Guest facultyBMJ 1999; 318 doi: https://doi.org/10.1136/bmj.318.7182.545a (Published 20 February 1999) Cite this as: BMJ 1999;318:545
Southern California is often portrayed as being on another planet, so it came as a surprise, at a meeting there recently, to find that the doctors did not arrive on roller blades, wearing fluorescent shades.
Lecturing abroad is straightforward if you have invented a new technique like transspecies fertilisation or minimal access caesarean section. If, however, the purpose of the meeting is local postgraduate education the guest faculty becomes uneasy and asks itself thoughtful questions.

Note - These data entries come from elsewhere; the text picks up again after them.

//! docsift: persona-driven section extraction and ranking for PDF collections
//!
//! Documents are read as layout (text blocks with boxes plus a heading
//! outline), cut into sections, scored against a persona and a job to be
//! done, and emitted as one ranked list per case.

pub mod cases;
pub mod error;
pub mod keywords;
pub mod layout;
pub mod layout_file;
#[cfg(feature = "local-embeddings")]
pub mod local_embeddings;
#[cfg(feature = "pdf")]
pub mod pdf_layout;
pub mod persona;
pub mod pipeline;
pub mod scoring;
pub mod sectionizer;
pub mod settings;
pub mod similarity;
pub mod utils;

pub use error::{DocsiftError, Result};
pub use persona::{Persona, PersonaJob};
pub use pipeline::{Pipeline, RankedSection, RunResult};
pub use settings::Settings;
pub use similarity::{Embedder, EmbeddingIndex};
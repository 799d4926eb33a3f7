//! SQLite-backed persistence for accounts.
//!
//! Every operation is a single statement committed immediately. Reads hand
//! back [`AccountRecord`] values rather than live account objects.

use crate::account::{AccountKind, BankAccount};
use crate::decimal::Decimal2;
use crate::error::{BankError, Result};
use log::{debug, error, warn};
use rusqlite::{params, params_from_iter, Connection, OptionalExtension, Row};
use serde::{Serialize, Serializer};
use std::env;
use std::fmt;
use std::io::Write;

/// Environment variable naming the database file for [`StoreConfig::from_env`].
pub const DATABASE_ENV_VAR: &str = "BANK_ACCOUNTS_DB";

const DEFAULT_DATABASE: &str = "accounts.db";
const IN_MEMORY: &str = ":memory:";

const SELECT_COLUMNS: &str = "SELECT account_number, balance, holder_name, account_type, \
     overdraft_limit, interest_rate FROM accounts";

/// Where the account store keeps its data.
#[derive(Debug, Clone, PartialEq, Eq)]
pub struct StoreConfig {
    /// Path to the SQLite file, or `":memory:"` for a private in-memory database.
    pub database: String,
}

impl StoreConfig {
    pub fn new(database: impl Into<String>) -> Self {
        StoreConfig {
            database: database.into(),
        }
    }

    pub fn in_memory() -> Self {
        StoreConfig::new(IN_MEMORY)
    }

    /// Reads `BANK_ACCOUNTS_DB`, falling back to [`StoreConfig::default`].
    pub fn from_env() -> Self {
        env::var(DATABASE_ENV_VAR)
            .map(StoreConfig::new)
            .unwrap_or_default()
    }

    fn is_in_memory(&self) -> bool {
        self.database == IN_MEMORY
    }
}

impl Default for StoreConfig {
    fn default() -> Self {
        StoreConfig::new(DEFAULT_DATABASE)
    }
}

/// A stored account as read back from the table, numeric columns as `f64`.
#[derive(Debug, Clone, PartialEq, Serialize)]
pub struct AccountRecord {
    pub account_number: String,
    #[serde(serialize_with = "two_places")]
    pub balance: f64,
    pub holder_name: String,
    pub account_type: AccountKind,
    #[serde(serialize_with = "optional_two_places")]
    pub overdraft_limit: Option<f64>,
    #[serde(serialize_with = "optional_two_places")]
    pub interest_rate: Option<f64>,
}

fn two_places<S>(value: &f64, serializer: S) -> std::result::Result<S::Ok, S::Error>
where
    S: Serializer,
{
    serializer.serialize_str(&format!("{:.2}", value))
}

fn optional_two_places<S>(value: &Option<f64>, serializer: S) -> std::result::Result<S::Ok, S::Error>
where
    S: Serializer,
{
    match value {
        Some(value) => two_places(value, serializer),
        None => serializer.serialize_none(),
    }
}

/// Raw column values before the discriminator is validated.
struct StoredRow {
    account_number: String,
    balance: f64,
    holder_name: String,
    account_type: String,
    overdraft_limit: Option<f64>,
    interest_rate: Option<f64>,
}

impl StoredRow {
    fn from_row(row: &Row<'_>) -> rusqlite::Result<Self> {
        Ok(StoredRow {
            account_number: row.get(0)?,
            balance: row.get(1)?,
            holder_name: row.get(2)?,
            account_type: row.get(3)?,
            overdraft_limit: row.get(4)?,
            interest_rate: row.get(5)?,
        })
    }
}

impl TryFrom<StoredRow> for AccountRecord {
    type Error = BankError;

    fn try_from(row: StoredRow) -> Result<Self> {
        Ok(AccountRecord {
            account_type: row.account_type.parse()?,
            account_number: row.account_number,
            balance: row.balance,
            holder_name: row.holder_name,
            overdraft_limit: row.overdraft_limit,
            interest_rate: row.interest_rate,
        })
    }
}

/// Logs a database failure at error level and wraps it.
fn persistence_failure(context: impl fmt::Display) -> impl FnOnce(rusqlite::Error) -> BankError {
    move |e| {
        error!("{}: {}", context, e);
        BankError::Persistence(e)
    }
}

/// Owns one database connection and mediates all account persistence.
pub struct AccountStore {
    conn: Connection,
}

impl AccountStore {
    /// Opens the database described by `config` and creates the accounts
    /// table if it is missing.
    pub fn connect(config: &StoreConfig) -> Result<Self> {
        let opened = if config.is_in_memory() {
            Connection::open_in_memory()
        } else {
            Connection::open(&config.database)
        };

        let conn = opened.map_err(persistence_failure(format!(
            "Failed to connect to database {}",
            config.database
        )))?;

        let store = AccountStore { conn };
        store.ensure_schema()?;
        debug!("Connected to account store at {}", config.database);
        Ok(store)
    }

    /// Creates the accounts table if it does not already exist.
    pub fn ensure_schema(&self) -> Result<()> {
        self.conn
            .execute(
                "CREATE TABLE IF NOT EXISTS accounts (
                    account_number TEXT PRIMARY KEY,
                    balance NUMERIC(10, 2) NOT NULL,
                    holder_name TEXT NOT NULL,
                    account_type TEXT NOT NULL,
                    overdraft_limit NUMERIC(10, 2),
                    interest_rate NUMERIC(5, 2)
                )",
                [],
            )
            .map_err(persistence_failure("Failed to create accounts table"))?;

        Ok(())
    }

    /// Inserts a new row for `account`.
    ///
    /// Returns `DuplicateAccount` if the account number is already stored;
    /// the existing row is left as it was.
    pub fn add<A: BankAccount + ?Sized>(&self, account: &A) -> Result<()> {
        let row = account.to_row();

        let result = self.conn.execute(
            "INSERT INTO accounts (
                account_number, balance, holder_name, account_type, overdraft_limit, interest_rate
            ) VALUES (?1, ?2, ?3, ?4, ?5, ?6)",
            params![
                row.account_number,
                row.balance.to_string(),
                row.holder_name,
                row.kind.as_str(),
                row.overdraft_limit.map(|d| d.to_string()),
                row.interest_rate.map(|d| d.to_string()),
            ],
        );

        match result {
            Ok(_) => {
                debug!("Added {} account {}", row.kind, row.account_number);
                Ok(())
            }
            Err(rusqlite::Error::SqliteFailure(err, _))
                if err.extended_code == rusqlite::ffi::SQLITE_CONSTRAINT_PRIMARYKEY =>
            {
                warn!("Account {} already exists, not added", row.account_number);
                Err(BankError::DuplicateAccount {
                    account_number: row.account_number,
                })
            }
            Err(e) => {
                error!("Failed to add account {}: {}", row.account_number, e);
                Err(e.into())
            }
        }
    }

    /// Deletes the row for `account_number`.
    ///
    /// Returns `false` when there was nothing to delete.
    pub fn remove(&self, account_number: &str) -> Result<bool> {
        let deleted = self
            .conn
            .execute(
                "DELETE FROM accounts WHERE account_number = ?1",
                params![account_number],
            )
            .map_err(persistence_failure(format!(
                "Failed to remove account {}",
                account_number
            )))?;

        if deleted > 0 {
            debug!("Removed account {}", account_number);
        } else {
            debug!("Account {} not present, nothing removed", account_number);
        }

        Ok(deleted > 0)
    }

    /// Fetches the row for `account_number`, or `None` if it is not stored.
    pub fn get(&self, account_number: &str) -> Result<Option<AccountRecord>> {
        let sql = format!("{} WHERE account_number = ?1", SELECT_COLUMNS);
        let row = self
            .conn
            .query_row(&sql, params![account_number], StoredRow::from_row)
            .optional()
            .map_err(persistence_failure(format!(
                "Failed to read account {}",
                account_number
            )))?;

        row.map(AccountRecord::try_from).transpose()
    }

    /// Updates the balance and/or holder name of a stored account.
    ///
    /// Only the supplied fields are written. Supplying neither is rejected
    /// with `InvalidArgument`. Returns `false` if no row matched.
    pub fn update(
        &self,
        account_number: &str,
        balance: Option<Decimal2>,
        holder_name: Option<&str>,
    ) -> Result<bool> {
        let mut assignments = Vec::new();
        let mut values = Vec::new();

        if let Some(balance) = balance {
            values.push(balance.to_string());
            assignments.push(format!("balance = ?{}", values.len()));
        }
        if let Some(holder_name) = holder_name {
            values.push(holder_name.to_string());
            assignments.push(format!("holder_name = ?{}", values.len()));
        }

        if assignments.is_empty() {
            return Err(BankError::InvalidArgument(format!(
                "update of account {} names no fields",
                account_number
            )));
        }

        values.push(account_number.to_string());
        let sql = format!(
            "UPDATE accounts SET {} WHERE account_number = ?{}",
            assignments.join(", "),
            values.len()
        );

        let updated = self
            .conn
            .execute(&sql, params_from_iter(values.iter()))
            .map_err(persistence_failure(format!(
                "Failed to update account {}",
                account_number
            )))?;

        debug!("Updated {} row(s) for account {}", updated, account_number);
        Ok(updated > 0)
    }

    /// Returns every stored account, sorted by account number.
    pub fn all(&self) -> Result<Vec<AccountRecord>> {
        let sql = format!("{} ORDER BY account_number", SELECT_COLUMNS);
        let mut stmt = self
            .conn
            .prepare(&sql)
            .map_err(persistence_failure("Failed to list accounts"))?;
        let rows = stmt
            .query_map([], StoredRow::from_row)
            .and_then(|mapped| mapped.collect::<rusqlite::Result<Vec<_>>>())
            .map_err(persistence_failure("Failed to list accounts"))?;

        rows.into_iter().map(AccountRecord::try_from).collect()
    }
}

/// Writes account records as CSV.
///
/// Numeric values are formatted with 2 decimal places; absent
/// variant-specific fields are left empty.
pub fn write_csv<'a, W, I>(records: I, writer: W) -> Result<()>
where
    W: Write,
    I: IntoIterator<Item = &'a AccountRecord>,
{
    // Header written by hand so an empty listing still carries it.
    let mut csv_writer = csv::WriterBuilder::new()
        .has_headers(false)
        .from_writer(writer);

    csv_writer.write_record([
        "account_number",
        "balance",
        "holder_name",
        "account_type",
        "overdraft_limit",
        "interest_rate",
    ])?;

    for record in records {
        csv_writer.serialize(record)?;
    }

    csv_writer.flush()?;
    Ok(())
}
//! Error types for accounts and the account store.

use crate::decimal::Decimal2;
use thiserror::Error;

/// Result type alias for account and store operations
pub type Result<T> = std::result::Result<T, BankError>;

/// Errors that can occur while operating on accounts or the store.
#[derive(Error, Debug)]
pub enum BankError {
    /// Non-positive amount or insufficient funds
    #[error("Invalid amount {amount}: {reason}")]
    InvalidAmount {
        amount: Decimal2,
        reason: &'static str,
    },

    /// Account number already present in the store
    #[error("Account number {account_number} already exists")]
    DuplicateAccount { account_number: String },

    /// Any other database failure
    #[error("Persistence failure: {0}")]
    Persistence(#[from] rusqlite::Error),

    /// Caller supplied arguments that cannot form a valid request
    #[error("Invalid argument: {0}")]
    InvalidArgument(String),

    /// Stored discriminator does not name a known account type
    #[error("Unknown account type '{0}' in storage")]
    UnknownAccountType(String),

    /// Account lookup found no row
    #[error("Account {0} not found")]
    AccountNotFound(String),

    /// Failed to write output
    #[error("I/O error: {0}")]
    Io(#[from] std::io::Error),

    /// CSV writing error
    #[error("CSV error: {0}")]
    Csv(#[from] csv::Error),

    /// Missing command-line arguments
    #[error("Missing arguments. Usage: bank-accounts [database] <add|get|remove|update|list> [args...]")]
    MissingArgument,
}

impl BankError {
    pub(crate) fn invalid_amount(amount: Decimal2, reason: &'static str) -> Self {
        BankError::InvalidAmount { amount, reason }
    }
}
//! Account model: the base account plus checking and savings variants.
//!
//! The balance only ever changes through [`Account::adjust_balance`], which
//! the guarded mutators (`deposit`, `withdraw`, `apply_interest`) call once
//! their checks have passed. A failed operation leaves the balance untouched.

use crate::decimal::Decimal2;
use crate::error::{BankError, Result};
use serde::Serialize;
use std::fmt;
use std::str::FromStr;

/// Discriminator stored alongside each row so the shared table can tell
/// account variants apart.
#[derive(Debug, Clone, Copy, PartialEq, Eq, Serialize)]
#[serde(rename_all = "lowercase")]
pub enum AccountKind {
    Base,
    Checking,
    Savings,
}

impl AccountKind {
    pub fn as_str(&self) -> &'static str {
        match self {
            AccountKind::Base => "base",
            AccountKind::Checking => "checking",
            AccountKind::Savings => "savings",
        }
    }
}

impl fmt::Display for AccountKind {
    fn fmt(&self, f: &mut fmt::Formatter<'_>) -> fmt::Result {
        f.write_str(self.as_str())
    }
}

impl FromStr for AccountKind {
    type Err = BankError;

    fn from_str(s: &str) -> Result<Self> {
        match s.trim().to_lowercase().as_str() {
            "base" => Ok(AccountKind::Base),
            "checking" => Ok(AccountKind::Checking),
            "savings" => Ok(AccountKind::Savings),
            other => Err(BankError::UnknownAccountType(other.to_string())),
        }
    }
}

/// Flat snapshot of an account's current state, numeric fields as `f64`.
///
/// Variant-specific fields are `None` for accounts that do not carry them.
#[derive(Debug, Clone, PartialEq)]
pub struct AccountInfo {
    pub account_number: String,
    pub balance: f64,
    pub holder_name: String,
    pub overdraft_limit: Option<f64>,
    pub interest_rate: Option<f64>,
}

/// Everything needed to write one row of the accounts table.
#[derive(Debug, Clone, PartialEq)]
pub struct AccountRow {
    pub account_number: String,
    pub balance: Decimal2,
    pub holder_name: String,
    pub kind: AccountKind,
    pub overdraft_limit: Option<Decimal2>,
    pub interest_rate: Option<Decimal2>,
}

/// Base account state shared by every variant.
#[derive(Debug, Clone, PartialEq)]
pub struct Account {
    account_number: String,
    balance: Decimal2,
    holder_name: String,
}

impl Account {
    /// Opens an account. The opening balance may not be negative.
    pub fn new(
        account_number: impl Into<String>,
        balance: Decimal2,
        holder_name: impl Into<String>,
    ) -> Result<Self> {
        if balance.is_negative() {
            return Err(BankError::invalid_amount(
                balance,
                "opening balance cannot be negative",
            ));
        }

        Ok(Account {
            account_number: account_number.into(),
            balance,
            holder_name: holder_name.into(),
        })
    }

    pub fn account_number(&self) -> &str {
        &self.account_number
    }

    pub fn balance(&self) -> Decimal2 {
        self.balance
    }

    pub fn holder_name(&self) -> &str {
        &self.holder_name
    }

    /// Applies a signed change to the balance. Callers validate first.
    ///
    /// Fails with `InvalidAmount`, leaving the balance as it was, if the
    /// result does not fit.
    pub(crate) fn adjust_balance(&mut self, delta: Decimal2) -> Result<()> {
        self.balance = self
            .balance
            .checked_add(delta)
            .ok_or_else(|| BankError::invalid_amount(delta, "balance overflow"))?;
        Ok(())
    }

    /// Withdraws `amount` if it is positive and does not exceed
    /// `balance + headroom`.
    pub(crate) fn withdraw_within(&mut self, amount: Decimal2, headroom: Decimal2) -> Result<()> {
        if !amount.is_positive() {
            return Err(BankError::invalid_amount(
                amount,
                "withdrawal amount must be positive",
            ));
        }

        // A sum past the representable range always covers the amount.
        let available = self.balance.checked_add(headroom);
        if available.is_some_and(|available| amount > available) {
            return Err(BankError::invalid_amount(amount, "insufficient funds"));
        }

        self.adjust_balance(-amount)
    }

    fn base_row(&self, kind: AccountKind) -> AccountRow {
        AccountRow {
            account_number: self.account_number.clone(),
            balance: self.balance,
            holder_name: self.holder_name.clone(),
            kind,
            overdraft_limit: None,
            interest_rate: None,
        }
    }
}

/// Behaviour shared by all account variants.
///
/// Implementors expose their base [`Account`] and describe their own row;
/// everything else has a default that variants override where their rules
/// differ.
pub trait BankAccount {
    fn base(&self) -> &Account;

    fn base_mut(&mut self) -> &mut Account;

    fn kind(&self) -> AccountKind;

    /// Full storage row, including `None` for fields this variant lacks.
    fn to_row(&self) -> AccountRow;

    fn account_number(&self) -> &str {
        self.base().account_number()
    }

    fn balance(&self) -> Decimal2 {
        self.base().balance()
    }

    fn holder_name(&self) -> &str {
        self.base().holder_name()
    }

    /// Credits the account. Fails with `InvalidAmount` if `amount <= 0`.
    fn deposit(&mut self, amount: Decimal2) -> Result<()> {
        if !amount.is_positive() {
            return Err(BankError::invalid_amount(
                amount,
                "deposit amount must be positive",
            ));
        }

        self.base_mut().adjust_balance(amount)
    }

    /// Debits the account. Fails with `InvalidAmount` if `amount <= 0` or
    /// exceeds the balance.
    fn withdraw(&mut self, amount: Decimal2) -> Result<()> {
        self.base_mut().withdraw_within(amount, Decimal2::ZERO)
    }

    fn info(&self) -> AccountInfo {
        let row = self.to_row();
        AccountInfo {
            account_number: row.account_number,
            balance: row.balance.to_f64(),
            holder_name: row.holder_name,
            overdraft_limit: row.overdraft_limit.map(|d| d.to_f64()),
            interest_rate: row.interest_rate.map(|d| d.to_f64()),
        }
    }
}

impl BankAccount for Account {
    fn base(&self) -> &Account {
        self
    }

    fn base_mut(&mut self) -> &mut Account {
        self
    }

    fn kind(&self) -> AccountKind {
        AccountKind::Base
    }

    fn to_row(&self) -> AccountRow {
        self.base_row(self.kind())
    }
}

/// Account that may be overdrawn down to `-overdraft_limit`.
#[derive(Debug, Clone, PartialEq)]
pub struct CheckingAccount {
    account: Account,
    overdraft_limit: Decimal2,
}

impl CheckingAccount {
    pub fn new(
        account_number: impl Into<String>,
        balance: Decimal2,
        holder_name: impl Into<String>,
        overdraft_limit: Decimal2,
    ) -> Result<Self> {
        if overdraft_limit.is_negative() {
            return Err(BankError::invalid_amount(
                overdraft_limit,
                "overdraft limit cannot be negative",
            ));
        }

        Ok(CheckingAccount {
            account: Account::new(account_number, balance, holder_name)?,
            overdraft_limit,
        })
    }

    pub fn overdraft_limit(&self) -> Decimal2 {
        self.overdraft_limit
    }
}

impl BankAccount for CheckingAccount {
    fn base(&self) -> &Account {
        &self.account
    }

    fn base_mut(&mut self) -> &mut Account {
        &mut self.account
    }

    fn kind(&self) -> AccountKind {
        AccountKind::Checking
    }

    fn to_row(&self) -> AccountRow {
        AccountRow {
            overdraft_limit: Some(self.overdraft_limit),
            ..self.account.base_row(self.kind())
        }
    }

    /// Allows the balance to go negative, but never below `-overdraft_limit`.
    fn withdraw(&mut self, amount: Decimal2) -> Result<()> {
        self.account.withdraw_within(amount, self.overdraft_limit)
    }
}

/// Account that accrues interest at a fixed percentage rate.
#[derive(Debug, Clone, PartialEq)]
pub struct SavingsAccount {
    account: Account,
    interest_rate: Decimal2,
}

impl SavingsAccount {
    pub fn new(
        account_number: impl Into<String>,
        balance: Decimal2,
        holder_name: impl Into<String>,
        interest_rate: Decimal2,
    ) -> Result<Self> {
        Ok(SavingsAccount {
            account: Account::new(account_number, balance, holder_name)?,
            interest_rate,
        })
    }

    pub fn interest_rate(&self) -> Decimal2 {
        self.interest_rate
    }

    /// Adds `balance * rate / 100` to the balance, rounded to 2 places.
    ///
    /// Returns the interest credited. On overflow the balance is unchanged
    /// and `InvalidAmount` is returned.
    pub fn apply_interest(&mut self) -> Result<Decimal2> {
        let interest = self
            .account
            .balance()
            .checked_percent_of(self.interest_rate)
            .ok_or_else(|| BankError::invalid_amount(self.interest_rate, "interest overflow"))?;
        self.account.adjust_balance(interest)?;
        Ok(interest)
    }
}

impl BankAccount for SavingsAccount {
    fn base(&self) -> &Account {
        &self.account
    }

    fn base_mut(&mut self) -> &mut Account {
        &mut self.account
    }

    fn kind(&self) -> AccountKind {
        AccountKind::Savings
    }

    fn to_row(&self) -> AccountRow {
        AccountRow {
            interest_rate: Some(self.interest_rate),
            ..self.account.base_row(self.kind())
        }
    }
}
//! # Query Language
//!
//! csvql statements are not parsed from one SQL string. Each clause arrives
//! as its own text fragment (select list, WHERE, ORDER BY, LIMIT,
//! assignments) and is interpreted by a small dedicated parser.
//!
//! ## Module Structure
//!
//! - `condition`: single-comparison WHERE clauses and row matching
//! - `query`: projection, ORDER BY, LIMIT and DISTINCT
//! - `aggregate`: COUNT/SUM/AVG/MIN/MAX select lists and evaluation
//! - `assignment`: `col=value` lists for INSERT and UPDATE
//!
//! ## Supported Fragments
//!
//! | Clause    | Grammar                                          |
//! |-----------|--------------------------------------------------|
//! | SELECT    | `[DISTINCT] col, col` \| `*` \| `FUNC(col), ...` |
//! | WHERE     | `col op literal`, op in `>= <= != = > <`         |
//! | ORDER BY  | `col [asc\|desc]`                                |
//! | LIMIT     | integer, `<= 0` means unlimited                  |
//! | SET/VALUES| `col=value, col=value`                           |
//!
//! Literals may be wrapped in one layer of `'` or `"` quotes.

pub mod aggregate;
pub mod assignment;
pub mod condition;
pub mod query;

pub use aggregate::{
    aggregate, parse_aggregates, AggregateFunction, AggregateResult, AggregateSpec,
    AggregateValue,
};
pub use assignment::Assignments;
pub use condition::{evaluate, matching_rows, Condition, Operator};
pub use query::{distinct, limit, project, sort, OrderBy, Projection, SortDirection};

Just how international is medicine? Global journals and research networks would have us believe it is universal and that the results of trials conducted in South America or Africa are applicable in London or Yorkshire. I am unconvinced, but I find it hard to explain why. It is not just my concerns about informed consent given by people who cannot read but more a feeling that there may be confounding factors which I cannot discern from a distance.
Colleagues overseas could apply the latter reservation to research here, so is British experience useful to doctors abroad? Are results in our hospital system of trainee based medicine relevant to places where senior obstetricians sleep near the delivery suite? American speakers on the faculty seemed to think so. They cited United Kingdom studies with gratifying frequency, though with a bit more emphasis on our mavericks than on our mainstream opinions. The “gee whizz” attitude is hard to avoid, whichever direction you look across the Atlantic.
I thought that my postgraduate education was benefiting more than my hosts' was. I had not known that obstetricians on the east coast of the United States use forceps while those on the west coast dare not for fear of litigation. Nor had I realised how much pressure they all feel to reduce caesarean section rates, sometimes against their clinical judgment. Or that many American women use their gynaecologist as their primary care doctor.
Some of the differences between Leeds and Los Angeles were more spectacular. Our menopause clinic does not as yet offer complementary therapy by a robed and turbaned doctor with a waist length beard. Experience in Beverly Hills suggests that this would be hugely successful and that the practitioner could be caucasian. Whether or not therapeutic efficacy would be altered by a Scottish accent remains to be tested.